Black patients typically have disproportionally lower socioeconomic status compared with white patients and are less likely to carry health insurance coverage.3 In turn, uninsured patients undergoing surgical treatment of gastrointestinal disease tend to have more severe disease, are more likely to receive suboptimal surgical treatment, and more often die compared with patients who have health insurance.4 These differences in socioeconomic and insurance status, along with the higher levels of medical comorbidity typically present among black patients, have been implicated as important factors driving race-based disparities in health care outcomes.5 Specifically, black surgical patients have been observed to suffer higher rates of mortality, complications, and readmission compared with white patients undergoing a variety of similar surgical procedures.6 Some of these worse outcomes may be attributable to insurance status; black individuals younger than 65 years of age are less likely to have health insurance compared with white patients.7

In the current study, we sought to examine possible black vs white differences in surgical interventions and outcomes for patients with colorectal cancer independent of insurance coverage. To accomplish this, we used the Surveillance, Epidemiology and End Results–Medicare (SEER-Medicare) linked data set. By including only patients covered by Medicare, we were able to examine a cohort of patients with homogeneous insurance coverage. In addition, data on underlying medical comorbidities were readily available in Medicare, which allowed for risk adjustment of medical comorbidities to assess the independent effect of race on outcome. Finally, we investigated whether race-based disparities have changed over time by comparing patient presentation (emergent and urgent vs elective) and outcomes (in-hospital mortality, length of stay, and 3-year mortality) over a 20-year period.

Methods

Data from the SEER-Medicare data set between 1986 and 2005 were used. Patients 65 years of age and older with a diagnosis of primary colon or rectal cancer were selected. Specifically, those patients with a diagnosis of colon or rectal cancer who underwent a colon or rectal procedure were identified using the International Classification of Diseases, Ninth Revision, Clinical Modification procedure codes for appropriate colorectal operations (45.71 to 45.76, 45.79, 45.8, 48.5, 48.62, 48.63, and 48.69). The Johns Hopkins Hospital Institutional Review Board gave approval for the current study.

Surgery admission type, in-hospital mortality, and length of stay during the index hospitalization were captured from the data set, as were discharge disposition, readmission within 30 days, and 3-year mortality.

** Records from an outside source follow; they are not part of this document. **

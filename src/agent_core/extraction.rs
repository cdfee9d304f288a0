//! Fact extraction helpers: prompt context assembly and a tolerant parser for
//! the `[['subject','relation','object'], ...]` format the extractor returns.

use std::collections::HashSet;

use super::tokens::{tool_result_for_model, truncate_utf8};
use super::types::{ConversationTurn, ExtractedFact, QueryRecord, QueryStatus};
use crate::inference::types::Role;

pub type Triple = (String, String, String);

// ─── Context ────────────────────────────────────────────────────────────────

/// The queries used this turn and what they returned.
pub fn queried_data_context(records: &[QueryRecord], max_result_chars: usize) -> String {
    records
        .iter()
        .filter(|r| r.status == QueryStatus::Succeeded)
        .filter_map(|r| {
            r.result.as_ref().map(|res| {
                format!(
                    "Cypher code: {}\nReturned data: {}",
                    r.query,
                    tool_result_for_model(res, max_result_chars)
                )
            })
        })
        .collect::<Vec<_>>()
        .join("\n\n")
}

/// The conversation as `Role: text` lines, newest last, bounded in bytes
/// from the end.
pub fn conversation_context(turns: &[ConversationTurn], max_bytes: usize) -> String {
    let full = turns
        .iter()
        .filter(|t| t.role != Role::System)
        .map(|t| {
            let who = match t.role {
                Role::User => "User",
                _ => "Assistant",
            };
            format!("{who}: {}", t.content)
        })
        .collect::<Vec<_>>()
        .join("\n");

    if full.len() <= max_bytes {
        return full;
    }
    // Keep the tail: the latest answers matter most.
    let mut start = full.len() - max_bytes;
    while !full.is_char_boundary(start) {
        start += 1;
    }
    full[start..].to_string()
}

/// Facts rendered back into the triple list format.
pub fn facts_context(facts: &[ExtractedFact]) -> String {
    let items: Vec<String> = facts
        .iter()
        .map(|f| format!("['{}','{}','{}']", f.subject, f.relation, f.object))
        .collect();
    format!("[{}]", items.join(", "))
}

// ─── Parsing ────────────────────────────────────────────────────────────────

/// Parse triples from extractor output, tolerating prose around the list,
/// single quotes, and apostrophes inside values.
///
/// Inner lists that do not hold exactly three non-empty strings are
/// skipped. Duplicates are dropped, first occurrence kept.
pub fn parse_triples(text: &str) -> Vec<Triple> {
    let (Some(start), Some(end)) = (text.find('['), text.rfind(']')) else {
        return Vec::new();
    };
    if end < start {
        return Vec::new();
    }
    let body = &text[start..=end];

    let raw = match serde_json::from_str::<Vec<Vec<serde_json::Value>>>(body) {
        Ok(lists) => lists
            .into_iter()
            .map(|l| {
                l.into_iter()
                    .filter_map(|v| v.as_str().map(String::from))
                    .collect::<Vec<_>>()
            })
            .collect(),
        Err(_) => scan_string_lists(body),
    };

    let mut seen = HashSet::new();
    raw.into_iter()
        .filter_map(|items| match items.as_slice() {
            [s, r, o] => {
                let triple = (
                    s.trim().to_string(),
                    r.trim().to_string(),
                    o.trim().to_string(),
                );
                let complete =
                    !triple.0.is_empty() && !triple.1.is_empty() && !triple.2.is_empty();
                (complete && seen.insert(triple.clone())).then_some(triple)
            }
            _ => None,
        })
        .collect()
}

/// Collect the quoted strings of each innermost `[...]` list.
///
/// A quote only closes a string when the next non-space character is `,`
/// or `]`, so `'Director's Assistant'` survives.
fn scan_string_lists(body: &str) -> Vec<Vec<String>> {
    let chars: Vec<char> = body.chars().collect();
    let mut lists = Vec::new();
    let mut current: Option<Vec<String>> = None;
    let mut i = 0;

    while i < chars.len() {
        match chars[i] {
            '[' => current = Some(Vec::new()),
            ']' => {
                if let Some(items) = current.take() {
                    lists.push(items);
                }
            }
            q @ ('\'' | '"') if current.is_some() => {
                let mut value = String::new();
                let mut j = i + 1;
                while j < chars.len() {
                    if chars[j] == '\\' && j + 1 < chars.len() {
                        value.push(chars[j + 1]);
                        j += 2;
                        continue;
                    }
                    if chars[j] == q && closes_string(&chars, j + 1) {
                        break;
                    }
                    value.push(chars[j]);
                    j += 1;
                }
                if let Some(items) = current.as_mut() {
                    items.push(value);
                }
                i = j;
            }
            _ => {}
        }
        i += 1;
    }
    lists
}

fn closes_string(chars: &[char], from: usize) -> bool {
    chars[from..]
        .iter()
        .find(|c| !c.is_whitespace())
        .map_or(true, |c| *c == ',' || *c == ']')
}

/// Bound a model answer before it goes into a log line.
pub(crate) fn log_excerpt(text: &str) -> &str {
    truncate_utf8(text, 200)
}

// ─── Tests ──────────────────────────────────────────────────────────────────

Patients undergoing a colorectal procedure with a diagnosis of primary colon or rectal cancer were categorized as being either black or white. Surgical patients admitted on an emergency or urgent basis were classified as emergent vs surgical patients admitted electively who were classified as elective.8 Medical comorbidities were characterized based on International Classification of Diseases, Ninth Revision, Clinical Modification diagnosis codes present at the index admission to generate a Charlson comorbidity index score for each individual.9 Information on hospital teaching status and location (urban vs rural) became available in 1996, and these hospital-level variables were examined for the period 1996 through 2005. For the purposes of this study, readmission was defined as admission to an acute or short-term care hospital within 30 days of the index discharge and specifically excluded admissions to skilled nursing care or rehabilitation facilities, as well as admissions associated with discharge from the index hospital directly to a short-term general hospital or any other type of long-term care hospital.10

The impact of race on admission type, in-hospital mortality, and length of stay, as well as readmission and 3-year mortality was examined. Underlying differences between black and white patients were examined using the Student t test, Wilcoxon rank-sum test, and chi-square test where appropriate. Proportions of emergent vs elective surgery and mortality were examined using the chi-square test. Differences between black and white patients for each outcome were calculated using unadjusted logistic regression and expressed as odds ratios (ORs). In addition, logistic regression models that adjusted for age, sex, and medical comorbidity (Charlson comorbidity index) and tumor stage were also used. The Cox proportional hazard model was used to examine differences in 3-year mortality between black and white patients. To evaluate for trends in outcomes over time, analyses were also stratified by 5-year time intervals (1986 to 1990, 1991 to 1995, 1996 to 2000, and 2001 to 2005). All data analyses were completed using STATA, version 11.2 (StataCorp, College Station, TX).

Results

Between 1986 and 2005, a total of 120,832 unique individuals who were categorized as either black or white met SEER-Medicare criteria for inclusion as patients diagnosed with primary colorectal cancer; only patients with complete data on admission type and tumor stage at diagnosis were included in the study cohort. Among the 120,832 patients in the study cohort, 112,306 (92.9%) patients were white and 9,891 (7.1%) were black. On average, black patients were slightly younger (75.7 vs 77.1 years; P < .001) and more likely to be women (60.4% vs 55.3%; P < .001) than were white patients. Compared with white patients, black patients had more medical comorbidities, as reflected in a higher mean Charlson comorbidity index (mean Charlson score: black patients, 4.00 vs white patients, 3.88; P < .001). Black patients were also more likely than white patients to present with advanced (ie, distant) disease at the time of initial diagnosis (16.9% vs 13.3%, respectively; P < .001). During the period in which hospital-level variables were available (1996 to 2005), black patients were more likely to be treated at urban hospitals (black patients, 96.0% vs white patients, 87.6%; P < .001) and at teaching hospitals (black patients, 76.9% vs white patients, 64.3%; P < .001) than were white patients (Table 1).

Table 1.

Patient and hospital characteristics

Characteristic White (n = 112,306) Black (n = 8,526) P value
Age (y), mean (SD) 77.1 (7.2) 75.7 (7.1) <.001
Female sex 62,055 (55.3%) 5,151 (60.4%) <.001
Mean Charlson comorbidity index score (SD) 3.88 (2.15) 4.00 (2.18) <.001
Stage
  In situ 3,859 (3.4%) 368 (4.3%) <.001
  Localized 47,130 (42.0%) 3,247 (38.1%)
  Regional 46,346 (41.3%) 3,467 (40.7%)
  Distant 14,971 (13.3%) 1,444 (16.9%)
Hospital*
  Rural 5,371 (12.4%) 142 (4.0%) <.001
  Teaching 23,309 (64.3%) 3,275 (76.9%) <.001

SD = standard deviation.

*

Hospital data available only from 1996 to 2005.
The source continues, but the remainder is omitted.